Cuando su hija comenzó a andar, el resto de los niños de la aldea le mostraban cómo caminar por los senderos para evitar hormigas peligrosas, cómo jugar con un machete y cómo perseguir gallinas, cerdos y perros. Escuchaba historias sobre seres mitológicos como Jäjäba y Opito, en lugar de los cuentos de Cenicienta y Blancanieves. “Comenzó a aprender a hablar tsimane’ al mismo tiempo que catalán, francés y español y pronto fue capaz de reconocer algunas de las plantas útiles que yo había estudiado tan intensamente como parte de mi trabajo de doctorado”, rememora Reyes. En un viaje a Barcelona, al ir a la playa, la niña cogió toda su ropa y se puso a lavarla en la orilla, como hacían cuando iban al río Maníqui en el Amazonas.
Observar cómo su hija absorbía como una esponja la cultura local también tuvo influencia en su trabajo, más allá de las anécdotas. Los modelos clásicos de la transmisión cultural eran demasiado rígidos para explicar cómo una niña de dos o tres años aprendía usos como lavarse las manos escupiendo desde la boca cuando el agua escasea; pasaba mucho rato a solas con otros pequeños tsimane’, con la niñera que la cuidaba en la aldea y con los demás adultos, además de su familia.
Para su proyecto actual, Reyes ha contado con docenas de comunidades indígenas que tuvieran una historia muy larga de relación con el medio ambiente, para que ayudaran a identificar cambios ecológicos en lugares en los que no hay científicos o estaciones de medición. Y también para que su voz forme parte de un proceso de toma de decisiones sobre el cuidado del entorno que les afecta directamente. “Nosotros no aceptaríamos que un amazónico o uno de Groenlandia nos dijera que dejemos de usar el avión porque esto está cambiando su forma de vida por el impacto que tiene en el cambio climático. Pero nosotros vamos allí a decirles que hay que conservar lo que queda de su biodiversidad, que eso es un parque natural y no se puede cazar”, explica Reyes.

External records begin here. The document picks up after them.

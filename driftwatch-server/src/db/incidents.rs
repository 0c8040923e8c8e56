//! Incident queries
//!
//! Default listing order puts CRITICAL incidents first, newest first
//! within each band.

use chrono::Utc;
use sqlx::sqlite::SqliteRow;
use sqlx::{Row, SqlitePool};
use uuid::Uuid;

use driftwatch_common::db::models::{Incident, Severity};
use driftwatch_common::{Error, Result};

/// Fields accepted when creating an incident.
///
/// Scripted records supply their own id; API callers leave it unset and
/// get a fresh UUID.
#[derive(Debug, Clone)]
pub struct NewIncident {
    pub id: Option<String>,
    pub title: String,
    pub severity: Severity,
    pub location: String,
    pub status: Option<String>,
}

/// Partial update; unset fields keep their stored values.
#[derive(Debug, Clone, Default)]
pub struct IncidentPatch {
    pub title: Option<String>,
    pub severity: Option<Severity>,
    pub location: Option<String>,
    pub status: Option<String>,
}

fn incident_from_row(row: &SqliteRow) -> Result<Incident> {
    let severity: String = row.get("severity");
    Ok(Incident {
        id: row.get("id"),
        title: row.get("title"),
        severity: severity.parse()?,
        location: row.get("location"),
        status: row.get("status"),
        created_at: row.get("created_at"),
        updated_at: row.get("updated_at"),
    })
}

pub async fn create(pool: &SqlitePool, new: NewIncident) -> Result<Incident> {
    let id = new.id.unwrap_or_else(|| Uuid::new_v4().to_string());
    let status = new.status.unwrap_or_else(|| "ACTIVE".to_string());
    let now = Utc::now();

    sqlx::query(
        r#"
        INSERT INTO incidents (id, title, severity, location, status, created_at, updated_at)
        VALUES (?, ?, ?, ?, ?, ?, ?)
        "#,
    )
    .bind(&id)
    .bind(&new.title)
    .bind(new.severity.as_str())
    .bind(&new.location)
    .bind(&status)
    .bind(now)
    .bind(now)
    .execute(pool)
    .await?;

    get(pool, &id).await
}

pub async fn get(pool: &SqlitePool, id: &str) -> Result<Incident> {
    let row = sqlx::query(
        "SELECT id, title, severity, location, status, created_at, updated_at
         FROM incidents WHERE id = ?",
    )
    .bind(id)
    .fetch_optional(pool)
    .await?
    .ok_or_else(|| Error::NotFound(format!("incident {}", id)))?;

    incident_from_row(&row)
}

pub async fn exists(pool: &SqlitePool, id: &str) -> Result<bool> {
    let exists: bool = sqlx::query_scalar("SELECT EXISTS(SELECT 1 FROM incidents WHERE id = ?)")
        .bind(id)
        .fetch_one(pool)
        .await?;
    Ok(exists)
}

/// List incidents, optionally filtered by severity.
pub async fn list(pool: &SqlitePool, severity: Option<Severity>) -> Result<Vec<Incident>> {
    let rows = match severity {
        Some(sev) => {
            sqlx::query(
                "SELECT id, title, severity, location, status, created_at, updated_at
                 FROM incidents WHERE severity = ?
                 ORDER BY created_at DESC",
            )
            .bind(sev.as_str())
            .fetch_all(pool)
            .await?
        }
        None => {
            sqlx::query(
                "SELECT id, title, severity, location, status, created_at, updated_at
                 FROM incidents
                 ORDER BY CASE severity WHEN 'CRITICAL' THEN 0 ELSE 1 END, created_at DESC",
            )
            .fetch_all(pool)
            .await?
        }
    };

    rows.iter().map(incident_from_row).collect()
}

/// Apply a partial update and return the updated row.
///
/// An all-unset patch still touches `updated_at` and returns the
/// current row.
pub async fn update(pool: &SqlitePool, id: &str, patch: IncidentPatch) -> Result<Incident> {
    let result = sqlx::query(
        r#"
        UPDATE incidents SET
            title = COALESCE(?, title),
            severity = COALESCE(?, severity),
            location = COALESCE(?, location),
            status = COALESCE(?, status),
            updated_at = ?
        WHERE id = ?
        "#,
    )
    .bind(patch.title.as_deref())
    .bind(patch.severity.map(|s| s.as_str()))
    .bind(patch.location.as_deref())
    .bind(patch.status.as_deref())
    .bind(Utc::now())
    .bind(id)
    .execute(pool)
    .await?;

    if result.rows_affected() == 0 {
        return Err(Error::NotFound(format!("incident {}", id)));
    }

    get(pool, id).await
}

En su proyecto están observando una importante desconexión entre las políticas públicas frente a los cambios medioambientales y la realidad de las personas que viven en el terreno. Por ejemplo, los planes de Fiji contra la subida del nivel del mar consisten en levantar barreras para evitar que inunde los campos de cultivo. “¿Pero la gente qué hace? Se va a la ciudad, emigra. No puede esperar a que se cumplan los planes”, explica Reyes. En Camerún, las comunidades que se dedican culturalmente a la caza de especies protegidas se entera súbitamente de que está prohibida, y no lo entienden tan fácilmente: “Ahora vienen los blancos y no quieren que mate los elefantes”, relata Reyes. Y explica: “Eso es preocupante, porque hay una diferencia entre lo que las políticas prevén para la gente y lo que estas realmente pueden hacer en su día a día”.
¿La relación de estos pueblos con la naturaleza es más correcta, más pura? “No se puede ser naif, no es algo genético. No porque hayas nacido indígena vas a salvar la naturaleza y no porque hayas nacido en una ciudad vas a destruirla. Es cultural”, resume Reyes, que todavía está digiriendo el reconocimiento de la Academia. En estas culturas, la biodiversidad forma parte de su vida a todos los niveles: “Cuando te mueres, tu espíritu se va a un árbol. Entonces, ¿cómo vas a cortar el árbol, si es tu abuelo? ¿O cómo vas a matar al tigre, que se puede transformar en chamán, y en realidad es una persona?”. Y remata: “Nosotros podemos aprender a valorar la naturaleza como algo de lo que somos parte, pero si hay un incentivo negativo ellos lo pueden desaprender”.